Your task: Whenever a line below holds the word "data", copy that line.

Records to process:
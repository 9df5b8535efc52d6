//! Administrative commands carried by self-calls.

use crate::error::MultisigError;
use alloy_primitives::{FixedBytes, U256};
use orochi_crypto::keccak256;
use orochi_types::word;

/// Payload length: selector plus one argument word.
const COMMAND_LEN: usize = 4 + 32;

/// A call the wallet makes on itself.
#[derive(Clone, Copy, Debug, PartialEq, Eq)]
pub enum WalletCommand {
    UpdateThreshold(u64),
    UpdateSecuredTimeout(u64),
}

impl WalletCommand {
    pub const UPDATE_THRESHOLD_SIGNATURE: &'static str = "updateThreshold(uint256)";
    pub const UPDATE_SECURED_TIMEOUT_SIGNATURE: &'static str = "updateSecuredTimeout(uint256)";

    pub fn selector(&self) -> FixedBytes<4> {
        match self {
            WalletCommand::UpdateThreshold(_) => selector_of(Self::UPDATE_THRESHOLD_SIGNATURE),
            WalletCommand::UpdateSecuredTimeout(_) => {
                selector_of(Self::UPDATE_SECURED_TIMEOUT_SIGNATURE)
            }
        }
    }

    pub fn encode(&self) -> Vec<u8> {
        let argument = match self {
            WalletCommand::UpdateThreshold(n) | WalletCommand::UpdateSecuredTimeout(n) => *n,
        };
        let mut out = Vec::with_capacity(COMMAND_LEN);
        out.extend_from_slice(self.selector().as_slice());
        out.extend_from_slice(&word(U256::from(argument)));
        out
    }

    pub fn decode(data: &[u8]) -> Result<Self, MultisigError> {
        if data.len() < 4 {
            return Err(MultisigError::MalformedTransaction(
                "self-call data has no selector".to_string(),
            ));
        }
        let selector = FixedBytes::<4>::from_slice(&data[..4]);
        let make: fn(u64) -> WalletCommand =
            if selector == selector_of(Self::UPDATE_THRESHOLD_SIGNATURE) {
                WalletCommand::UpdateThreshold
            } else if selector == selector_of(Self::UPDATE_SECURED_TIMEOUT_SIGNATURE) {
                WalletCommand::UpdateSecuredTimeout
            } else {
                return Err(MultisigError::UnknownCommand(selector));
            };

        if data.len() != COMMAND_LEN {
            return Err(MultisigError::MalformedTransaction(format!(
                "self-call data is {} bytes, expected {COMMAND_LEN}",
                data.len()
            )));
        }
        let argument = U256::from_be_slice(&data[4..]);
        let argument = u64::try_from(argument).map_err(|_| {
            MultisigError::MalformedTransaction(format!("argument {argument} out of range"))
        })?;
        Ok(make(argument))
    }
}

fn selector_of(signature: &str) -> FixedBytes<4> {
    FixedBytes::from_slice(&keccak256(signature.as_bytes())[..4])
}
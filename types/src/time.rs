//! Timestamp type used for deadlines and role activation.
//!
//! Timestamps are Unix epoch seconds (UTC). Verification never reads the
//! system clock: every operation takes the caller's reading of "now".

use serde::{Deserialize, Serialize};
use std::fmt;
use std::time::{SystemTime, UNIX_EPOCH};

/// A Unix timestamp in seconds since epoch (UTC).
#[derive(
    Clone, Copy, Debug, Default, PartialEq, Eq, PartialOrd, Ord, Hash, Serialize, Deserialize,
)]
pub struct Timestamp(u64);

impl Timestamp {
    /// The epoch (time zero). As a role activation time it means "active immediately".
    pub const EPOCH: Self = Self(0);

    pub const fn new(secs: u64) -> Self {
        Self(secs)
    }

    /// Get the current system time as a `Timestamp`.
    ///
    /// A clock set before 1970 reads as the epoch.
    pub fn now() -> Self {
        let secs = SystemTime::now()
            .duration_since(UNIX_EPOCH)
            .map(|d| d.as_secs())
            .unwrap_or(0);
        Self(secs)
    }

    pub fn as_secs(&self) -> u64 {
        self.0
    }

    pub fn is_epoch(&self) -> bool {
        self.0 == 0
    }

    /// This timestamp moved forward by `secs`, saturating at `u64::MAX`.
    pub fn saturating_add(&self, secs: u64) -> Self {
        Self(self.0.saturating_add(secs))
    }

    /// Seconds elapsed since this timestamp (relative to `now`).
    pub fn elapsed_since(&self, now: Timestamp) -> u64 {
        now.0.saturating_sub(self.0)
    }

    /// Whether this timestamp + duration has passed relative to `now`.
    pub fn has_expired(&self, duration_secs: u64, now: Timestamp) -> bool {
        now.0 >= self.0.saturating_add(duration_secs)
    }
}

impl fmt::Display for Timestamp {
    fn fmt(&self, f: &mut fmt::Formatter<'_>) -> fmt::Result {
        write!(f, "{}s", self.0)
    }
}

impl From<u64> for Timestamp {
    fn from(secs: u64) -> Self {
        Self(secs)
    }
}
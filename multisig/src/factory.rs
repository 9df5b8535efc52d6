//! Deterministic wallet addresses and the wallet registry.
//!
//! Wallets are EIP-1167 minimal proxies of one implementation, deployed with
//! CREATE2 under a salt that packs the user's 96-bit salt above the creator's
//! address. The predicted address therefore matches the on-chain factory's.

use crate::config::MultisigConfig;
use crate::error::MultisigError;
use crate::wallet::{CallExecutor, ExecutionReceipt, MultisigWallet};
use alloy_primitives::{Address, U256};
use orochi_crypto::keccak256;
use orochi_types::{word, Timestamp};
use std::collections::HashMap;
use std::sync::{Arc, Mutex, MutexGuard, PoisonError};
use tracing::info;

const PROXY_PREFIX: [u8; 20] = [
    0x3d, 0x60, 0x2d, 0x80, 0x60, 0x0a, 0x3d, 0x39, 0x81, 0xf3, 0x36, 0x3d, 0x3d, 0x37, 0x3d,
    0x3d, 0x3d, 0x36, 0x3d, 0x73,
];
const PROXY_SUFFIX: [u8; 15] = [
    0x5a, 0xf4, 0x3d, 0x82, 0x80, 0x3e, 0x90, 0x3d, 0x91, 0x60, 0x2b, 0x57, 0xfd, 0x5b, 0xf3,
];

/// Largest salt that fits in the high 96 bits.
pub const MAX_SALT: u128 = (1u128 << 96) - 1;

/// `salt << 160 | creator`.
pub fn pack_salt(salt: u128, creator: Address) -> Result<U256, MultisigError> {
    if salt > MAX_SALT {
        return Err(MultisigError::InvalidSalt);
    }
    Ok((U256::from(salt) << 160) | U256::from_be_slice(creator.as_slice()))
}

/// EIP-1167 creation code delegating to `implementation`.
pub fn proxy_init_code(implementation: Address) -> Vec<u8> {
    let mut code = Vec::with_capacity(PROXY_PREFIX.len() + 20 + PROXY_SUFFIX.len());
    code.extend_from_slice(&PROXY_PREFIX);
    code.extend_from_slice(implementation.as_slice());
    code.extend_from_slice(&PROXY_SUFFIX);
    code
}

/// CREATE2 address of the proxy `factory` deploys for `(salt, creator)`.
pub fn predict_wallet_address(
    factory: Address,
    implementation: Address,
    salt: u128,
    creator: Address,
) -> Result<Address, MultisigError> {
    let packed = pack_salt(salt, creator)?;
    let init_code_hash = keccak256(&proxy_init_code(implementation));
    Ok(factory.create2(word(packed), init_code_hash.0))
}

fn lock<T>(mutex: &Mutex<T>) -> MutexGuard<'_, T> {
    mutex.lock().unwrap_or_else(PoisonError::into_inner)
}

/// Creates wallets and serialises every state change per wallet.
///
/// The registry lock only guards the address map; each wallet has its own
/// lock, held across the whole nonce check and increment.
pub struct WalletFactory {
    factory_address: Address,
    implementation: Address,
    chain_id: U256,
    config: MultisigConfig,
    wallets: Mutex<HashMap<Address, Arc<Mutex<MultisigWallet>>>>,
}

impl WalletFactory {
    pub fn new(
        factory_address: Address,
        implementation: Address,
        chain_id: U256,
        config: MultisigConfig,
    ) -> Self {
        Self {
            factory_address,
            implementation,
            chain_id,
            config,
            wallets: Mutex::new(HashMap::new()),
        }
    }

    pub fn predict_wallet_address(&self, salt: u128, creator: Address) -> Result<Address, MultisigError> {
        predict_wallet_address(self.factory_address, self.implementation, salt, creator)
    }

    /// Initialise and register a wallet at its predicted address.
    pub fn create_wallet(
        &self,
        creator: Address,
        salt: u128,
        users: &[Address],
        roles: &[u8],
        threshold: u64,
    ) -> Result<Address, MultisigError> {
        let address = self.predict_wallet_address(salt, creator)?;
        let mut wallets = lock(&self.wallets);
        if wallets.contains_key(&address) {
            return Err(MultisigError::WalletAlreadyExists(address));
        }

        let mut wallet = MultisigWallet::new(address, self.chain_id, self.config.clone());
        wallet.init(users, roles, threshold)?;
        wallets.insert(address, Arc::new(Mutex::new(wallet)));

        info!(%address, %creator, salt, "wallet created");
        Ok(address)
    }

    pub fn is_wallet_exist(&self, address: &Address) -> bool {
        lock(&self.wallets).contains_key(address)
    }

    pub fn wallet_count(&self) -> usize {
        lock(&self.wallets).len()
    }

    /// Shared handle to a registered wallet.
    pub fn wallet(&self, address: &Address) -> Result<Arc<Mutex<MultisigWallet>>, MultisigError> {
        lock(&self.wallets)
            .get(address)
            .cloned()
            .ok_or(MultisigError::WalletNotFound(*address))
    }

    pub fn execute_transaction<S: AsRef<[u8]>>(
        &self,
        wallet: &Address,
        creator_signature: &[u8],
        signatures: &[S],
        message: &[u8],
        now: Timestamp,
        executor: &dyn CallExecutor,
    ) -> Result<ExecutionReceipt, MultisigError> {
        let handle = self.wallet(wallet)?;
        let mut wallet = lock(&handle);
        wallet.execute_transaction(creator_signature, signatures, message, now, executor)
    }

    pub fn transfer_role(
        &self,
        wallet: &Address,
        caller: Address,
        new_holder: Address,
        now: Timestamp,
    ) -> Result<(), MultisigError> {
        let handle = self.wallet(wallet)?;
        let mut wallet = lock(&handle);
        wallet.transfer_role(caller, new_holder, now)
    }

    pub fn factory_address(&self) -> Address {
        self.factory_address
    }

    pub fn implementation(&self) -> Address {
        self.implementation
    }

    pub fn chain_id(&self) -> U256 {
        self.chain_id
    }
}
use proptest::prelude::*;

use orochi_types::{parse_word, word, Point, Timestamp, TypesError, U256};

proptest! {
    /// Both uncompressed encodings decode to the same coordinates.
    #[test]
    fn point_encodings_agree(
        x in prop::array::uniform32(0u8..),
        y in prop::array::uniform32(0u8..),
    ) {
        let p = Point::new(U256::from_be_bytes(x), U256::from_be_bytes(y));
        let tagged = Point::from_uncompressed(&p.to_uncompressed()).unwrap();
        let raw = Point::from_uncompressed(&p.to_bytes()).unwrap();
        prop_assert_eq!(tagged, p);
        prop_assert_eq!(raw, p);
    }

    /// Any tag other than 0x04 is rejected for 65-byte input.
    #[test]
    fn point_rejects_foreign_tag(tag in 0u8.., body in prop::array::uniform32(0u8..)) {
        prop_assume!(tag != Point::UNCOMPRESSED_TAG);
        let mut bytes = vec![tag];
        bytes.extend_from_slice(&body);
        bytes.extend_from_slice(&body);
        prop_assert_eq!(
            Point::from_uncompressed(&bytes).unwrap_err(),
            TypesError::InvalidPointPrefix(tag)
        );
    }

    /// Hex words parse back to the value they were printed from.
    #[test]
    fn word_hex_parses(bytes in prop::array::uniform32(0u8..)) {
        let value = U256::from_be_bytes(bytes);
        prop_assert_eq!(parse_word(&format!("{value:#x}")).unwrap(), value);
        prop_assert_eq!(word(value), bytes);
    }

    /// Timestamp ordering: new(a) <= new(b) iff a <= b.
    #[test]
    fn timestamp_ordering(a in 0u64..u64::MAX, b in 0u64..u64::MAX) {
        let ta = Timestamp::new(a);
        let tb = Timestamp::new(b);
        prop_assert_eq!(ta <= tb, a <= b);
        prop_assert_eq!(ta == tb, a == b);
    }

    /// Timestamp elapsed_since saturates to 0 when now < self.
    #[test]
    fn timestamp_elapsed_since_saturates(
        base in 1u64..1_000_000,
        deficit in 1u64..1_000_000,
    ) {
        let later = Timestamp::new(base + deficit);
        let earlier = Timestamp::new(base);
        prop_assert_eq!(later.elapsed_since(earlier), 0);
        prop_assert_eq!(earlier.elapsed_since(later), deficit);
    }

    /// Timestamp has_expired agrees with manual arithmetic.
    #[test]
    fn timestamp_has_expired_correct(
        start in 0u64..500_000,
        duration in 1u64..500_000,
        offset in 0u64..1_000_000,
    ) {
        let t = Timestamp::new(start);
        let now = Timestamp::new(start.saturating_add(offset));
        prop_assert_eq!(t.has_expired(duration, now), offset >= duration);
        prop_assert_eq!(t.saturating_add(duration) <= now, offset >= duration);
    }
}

Exercise output:
    pub fn decode(data: &[u8]) -> Result<Self, MultisigError> {
        if data.len() < 4 {
                "self-call data has no selector".to_string(),
        let selector = FixedBytes::<4>::from_slice(&data[..4]);
        if data.len() != COMMAND_LEN {
                "self-call data is {} bytes, expected {COMMAND_LEN}",
                data.len()
        let argument = U256::from_be_slice(&data[4..]);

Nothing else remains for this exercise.